Prompt: Written for mangacrack on livejournal: Supernatural, Team Free Love, Gabriel ends up with a baby angel and two wee!chesters.


Dean is strangling Gabriel from behind, and someone obviously has a dirty diaper, and if he has to drop everything to go catch Castiel one more time than he's going to leave all three of them in a giant basket on Bobby Singer's doorstep.

That actually sounds like a good option. Gabriel files it away.

He hadn't signed up for this.

Save the world? Sure. Babysitting? Doesn't anyone else remember how his first three kids turned out?
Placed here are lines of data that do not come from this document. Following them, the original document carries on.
//! Correlated request/response client over the relay.

use std::collections::HashMap;
use std::sync::Arc;
use std::time::Duration;

use prost::Message as _;
use serde::de::DeserializeOwned;
use serde::Serialize;
use tokio::sync::{oneshot, Mutex};
use tokio_util::sync::CancellationToken;

use crate::envelope::{Envelope, MessageKind, Ping};
use crate::error::SdkError;
use crate::relay::Reader;

use super::base::BaseClient;

/// Client that speaks the relay protocol itself and correlates responses
/// to requests by envelope uid.
///
/// A single background task decodes incoming frames and wakes the waiting
/// caller; envelopes nobody waits for are dropped.
pub struct DirectClient {
    base: Arc<BaseClient>,
    responses: Arc<Mutex<HashMap<String, oneshot::Sender<Envelope>>>>,
}

impl DirectClient {
    pub(crate) fn start(base: BaseClient, mut reader: Reader, cancel: CancellationToken) -> Self {
        let client = Self {
            base: Arc::new(base),
            responses: Arc::new(Mutex::new(HashMap::new())),
        };

        let responses = Arc::clone(&client.responses);
        tokio::spawn(async move {
            loop {
                let frame = tokio::select! {
                    _ = cancel.cancelled() => return,
                    frame = reader.recv() => match frame {
                        Some(frame) => frame,
                        None => return,
                    },
                };

                let env = match Envelope::decode(frame.as_slice()) {
                    Ok(env) => env,
                    Err(e) => {
                        tracing::error!("invalid message payload: {e}");
                        continue;
                    }
                };

                if let Some(waiter) = responses.lock().await.remove(&env.uid) {
                    // the waiter may have timed out already; drop then
                    let _ = waiter.send(env);
                }
            }
        });

        client
    }

    /// Call `command` on the given twin and decode its JSON reply.
    pub async fn call<T, R>(
        &self,
        cancel: &CancellationToken,
        twin: u32,
        command: &str,
        data: &T,
    ) -> Result<R, SdkError>
    where
        T: Serialize + ?Sized,
        R: DeserializeOwned,
    {
        let payload = serde_json::to_vec(data)?;
        let request = self
            .base
            .make_request(twin, command, payload, self.base.ttl)
            .await?;

        let response = self.request(cancel, request, self.base.ttl).await?;
        let output = self.base.handle_response(&response).await?;
        Ok(serde_json::from_slice(&output)?)
    }

    /// Application-level ping. The transport already keeps the connection
    /// alive; this is for explicitly probing end-to-end reachability.
    pub async fn ping(&self, cancel: &CancellationToken) -> Result<(), SdkError> {
        let request = Envelope {
            uid: uuid::Uuid::new_v4().to_string(),
            source: Some(self.base.source.clone()),
            message: Some(MessageKind::Ping(Ping {})),
            ..Default::default()
        };

        let response = self.request(cancel, request, self.base.ttl).await?;
        match response.message {
            Some(MessageKind::Pong(_)) => Ok(()),
            _ => Err(SdkError::Other("expected a pong response".into())),
        }
    }

    /// Send an envelope and wait for the correlated reply.
    async fn request(
        &self,
        cancel: &CancellationToken,
        request: Envelope,
        ttl: Duration,
    ) -> Result<Envelope, SdkError> {
        let uid = request.uid.clone();
        let (waiter_tx, waiter_rx) = oneshot::channel();
        self.responses.lock().await.insert(uid.clone(), waiter_tx);

        let result = self
            .send_and_wait(cancel, request.encode_to_vec(), waiter_rx, ttl)
            .await;
        if result.is_err() {
            self.responses.lock().await.remove(&uid);
        }
        result
    }

    async fn send_and_wait(
        &self,
        cancel: &CancellationToken,
        frame: Vec<u8>,
        waiter: oneshot::Receiver<Envelope>,
        ttl: Duration,
    ) -> Result<Envelope, SdkError> {
        self.base.push(cancel, frame).await?;

        tokio::select! {
            _ = cancel.cancelled() => Err(SdkError::Cancelled),
            _ = tokio::time::sleep(ttl) => Err(SdkError::DeadlineExceeded),
            response = waiter => {
                response.map_err(|_| SdkError::Other("no response received".into()))
            }
        }
    }
}
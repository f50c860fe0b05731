//! Known relay and twin-directory proxy endpoints per grid network.

/// Default relay URL on the main network.
pub const MAIN_RELAY_URL: &str = "wss://relay.grid.tf";

/// Relay URL on the test network.
pub const TEST_RELAY_URL: &str = "wss://relay.test.grid.tf";

/// Relay URL on the dev network.
pub const DEV_RELAY_URL: &str = "wss://relay.dev.grid.tf";

/// Relay URL on the QA network.
pub const QA_RELAY_URL: &str = "wss://relay.qa.grid.tf";

/// Default twin-directory proxy on the main network.
pub const MAIN_PROXY_URL: &str = "https://gridproxy.grid.tf";

/// Twin-directory proxy on the test network.
pub const TEST_PROXY_URL: &str = "https://gridproxy.test.grid.tf";

/// Twin-directory proxy on the dev network.
pub const DEV_PROXY_URL: &str = "https://gridproxy.dev.grid.tf";

/// Twin-directory proxy on the QA network.
pub const QA_PROXY_URL: &str = "https://gridproxy.qa.grid.tf";

/// Environment variable overriding the main-network proxy URL.
pub const PROXY_URL_OVERRIDE_ENV: &str = "NO_NINJA_PROXY_URL";

/// The main-network proxy URL, honoring the [`PROXY_URL_OVERRIDE_ENV`]
/// override when set.
pub fn main_proxy_url() -> String {
    std::env::var(PROXY_URL_OVERRIDE_ENV).unwrap_or_else(|_| MAIN_PROXY_URL.to_string())
}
This was not how his resurrection was supposed to go. God was supposed to resurrect him. Or maybe Kali. But not three guilt-ridden nutjobs with a stone tablet and a lisp in Mermish.
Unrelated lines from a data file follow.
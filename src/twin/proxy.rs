//! Twin directory backed by a grid-proxy REST endpoint.

use async_trait::async_trait;
use serde::{Deserialize, Serialize};

use crate::error::DirectoryError;
use crate::identity::{ss58, Identity};

use super::{Twin, TwinDb};

/// Looks twins up over the grid proxy's `/twins` endpoint.
///
/// Updates publish a signed twin document to the same endpoint; the proxy
/// forwards it to the chain on our behalf (building extrinsics locally is
/// out of scope for this SDK).
pub struct ProxyTwinDb {
    http: reqwest::Client,
    base_url: String,
}

#[derive(Debug, Deserialize)]
#[serde(rename_all = "camelCase")]
struct TwinRecord {
    twin_id: u32,
    account_id: String,
    #[serde(default)]
    relay: Option<String>,
    #[serde(default)]
    public_key: Option<String>,
}

#[derive(Debug, Serialize)]
#[serde(rename_all = "camelCase")]
struct UpdateTwinDoc<'a> {
    twin_id: u32,
    relay: &'a str,
    public_key: String,
    timestamp: i64,
    signature: String,
}

impl ProxyTwinDb {
    pub fn new(base_url: impl Into<String>) -> Self {
        Self {
            http: reqwest::Client::new(),
            base_url: base_url.into(),
        }
    }

    async fn fetch(&self, query: &[(&str, String)]) -> Result<Vec<TwinRecord>, DirectoryError> {
        let url = format!("{}/twins", self.base_url);
        let records = self
            .http
            .get(&url)
            .query(query)
            .send()
            .await?
            .error_for_status()?
            .json()
            .await?;
        Ok(records)
    }
}

fn into_twin(record: TwinRecord) -> Result<Twin, DirectoryError> {
    let public_key = ss58::decode(&record.account_id)
        .ok_or_else(|| {
            DirectoryError::BadRecord(format!("invalid account id '{}'", record.account_id))
        })?
        .to_vec();

    let e2e_key = match record.public_key.as_deref() {
        Some(raw) if !raw.is_empty() => hex::decode(raw.trim_start_matches("0x"))
            .map_err(|e| DirectoryError::BadRecord(format!("invalid e2e key: {e}")))?,
        _ => Vec::new(),
    };

    Ok(Twin {
        id: record.twin_id,
        public_key,
        relay: record.relay.filter(|relay| !relay.is_empty()),
        e2e_key,
    })
}

#[async_trait]
impl TwinDb for ProxyTwinDb {
    async fn get(&self, id: u32) -> Result<Twin, DirectoryError> {
        let records = self.fetch(&[("twin_id", id.to_string())]).await?;
        let record = records
            .into_iter()
            .next()
            .ok_or(DirectoryError::TwinNotFound(id))?;
        into_twin(record)
    }

    async fn get_by_public_key(&self, public_key: &[u8]) -> Result<u32, DirectoryError> {
        let account: [u8; 32] = public_key
            .try_into()
            .map_err(|_| DirectoryError::TwinNotFoundByKey)?;
        let records = self
            .fetch(&[("account_id", ss58::encode(&account))])
            .await?;
        records
            .into_iter()
            .next()
            .map(|record| record.twin_id)
            .ok_or(DirectoryError::TwinNotFoundByKey)
    }

    async fn update_self(
        &self,
        identity: &Identity,
        relay: &str,
        e2e_key: &[u8],
    ) -> Result<(), DirectoryError> {
        let twin_id = self.get_by_public_key(&identity.public_key()).await?;
        let public_key = hex::encode(e2e_key);
        let timestamp = chrono::Utc::now().timestamp();

        let signed = format!("{twin_id}:{relay}:{public_key}:{timestamp}");
        let signature = hex::encode(identity.sign(signed.as_bytes()).to_prefixed_bytes());

        let doc = UpdateTwinDoc {
            twin_id,
            relay,
            public_key,
            timestamp,
            signature,
        };

        let url = format!("{}/twins", self.base_url);
        self.http
            .post(&url)
            .json(&doc)
            .send()
            .await
            .map_err(|e| DirectoryError::UpdateFailed(e.to_string()))?
            .error_for_status()
            .map_err(|e| DirectoryError::UpdateFailed(e.to_string()))?;
        Ok(())
    }
}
They're lucky that they still have two legs and don't breathe through gills.

Gabriel had only had them for four hours, and he couldn't wait until they finally passed out from exhaustion or induced sugar coma. He intended to have a couple strong drinks to take the edge off.

A couple hundred.


Six hours in and Gabriel is just relieved that his powers are intact, because the alternative of diaper changing and spit cleaning doesn't bear thinking about.
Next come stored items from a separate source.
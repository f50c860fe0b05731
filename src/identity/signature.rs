//! Signature and verifier sum types.
//!
//! On the wire a signature is a byte string whose first byte tags the
//! scheme (`'e'` ed25519, `'s'` sr25519) followed by the 64 raw signature
//! bytes. In memory both sides are modeled as tagged variants.

use ed25519_dalek::Verifier as _;

use super::{KeyType, SIGNING_CONTEXT};

/// A signature produced by an [`super::Identity`].
#[derive(Debug, Clone, PartialEq, Eq)]
pub enum Signature {
    Ed25519([u8; 64]),
    Sr25519([u8; 64]),
}

impl Signature {
    pub fn key_type(&self) -> KeyType {
        match self {
            Signature::Ed25519(_) => KeyType::Ed25519,
            Signature::Sr25519(_) => KeyType::Sr25519,
        }
    }

    /// The raw 64 signature bytes, without the scheme tag.
    pub fn raw(&self) -> &[u8] {
        match self {
            Signature::Ed25519(bytes) | Signature::Sr25519(bytes) => bytes,
        }
    }

    /// The wire form: scheme tag byte followed by the raw signature.
    pub fn to_prefixed_bytes(&self) -> Vec<u8> {
        let mut out = Vec::with_capacity(65);
        out.push(self.key_type().prefix());
        out.extend_from_slice(self.raw());
        out
    }
}

/// A verifying key for one of the two schemes.
///
/// Construction fails (returns `None`) when the public key bytes are not a
/// valid key for the scheme — e.g. a stale or corrupt directory record.
#[derive(Debug, Clone)]
pub enum Verifier {
    Ed25519(ed25519_dalek::VerifyingKey),
    Sr25519(schnorrkel::PublicKey),
}

impl Verifier {
    pub fn new(key_type: KeyType, public_key: &[u8]) -> Option<Self> {
        match key_type {
            KeyType::Ed25519 => {
                let bytes: [u8; 32] = public_key.try_into().ok()?;
                let key = ed25519_dalek::VerifyingKey::from_bytes(&bytes).ok()?;
                Some(Verifier::Ed25519(key))
            }
            KeyType::Sr25519 => {
                let key = schnorrkel::PublicKey::from_bytes(public_key).ok()?;
                Some(Verifier::Sr25519(key))
            }
        }
    }

    /// Verify `sig` (raw bytes, no scheme tag) over `msg`.
    pub fn verify(&self, msg: &[u8], sig: &[u8]) -> bool {
        match self {
            Verifier::Ed25519(key) => {
                let Ok(sig) = ed25519_dalek::Signature::from_slice(sig) else {
                    return false;
                };
                key.verify(msg, &sig).is_ok()
            }
            Verifier::Sr25519(key) => {
                let Ok(sig) = schnorrkel::Signature::from_bytes(sig) else {
                    return false;
                };
                let ctx = schnorrkel::signing_context(SIGNING_CONTEXT);
                key.verify(ctx.bytes(msg), &sig).is_ok()
            }
        }
    }
}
Eight hours and Castiel is the first to droop. He's sprawled across Gabriel's midsection little black wings fanned out like a feathery blanket. Gabriel would move his little brother, except he's afraid any motion will start Sammy crying again. Right now the baby is fascinated by Gabriel's nose, and the loss of dignity is a worthwhile trade for quiet. Gabriel still has hope that the ringing in his ears will fade.


Nine hours and Dean is unconscious at Gabriel's side with his face pressed into the archangel's armpit. Sammy is still going strong, and Gabriel wonders briefly if playing dead would help.

It works for possums.


Twelve hours in and Sam's long eyelashes flutter. Gabriel holds his breath. Sammy's face screws up, and Gabriel braces himself. Then Sam's expression smoothed out, his mouth drops open, and he gains a good ten pounds. Victory.

Or not.

Gabriel belatedly realizes that although all three children are asleep, now he's trapped underneath all of them. It would be irritating if it wasn't so darn cute.

Gabriel suspects that he just might end up keeping the munchkins long term.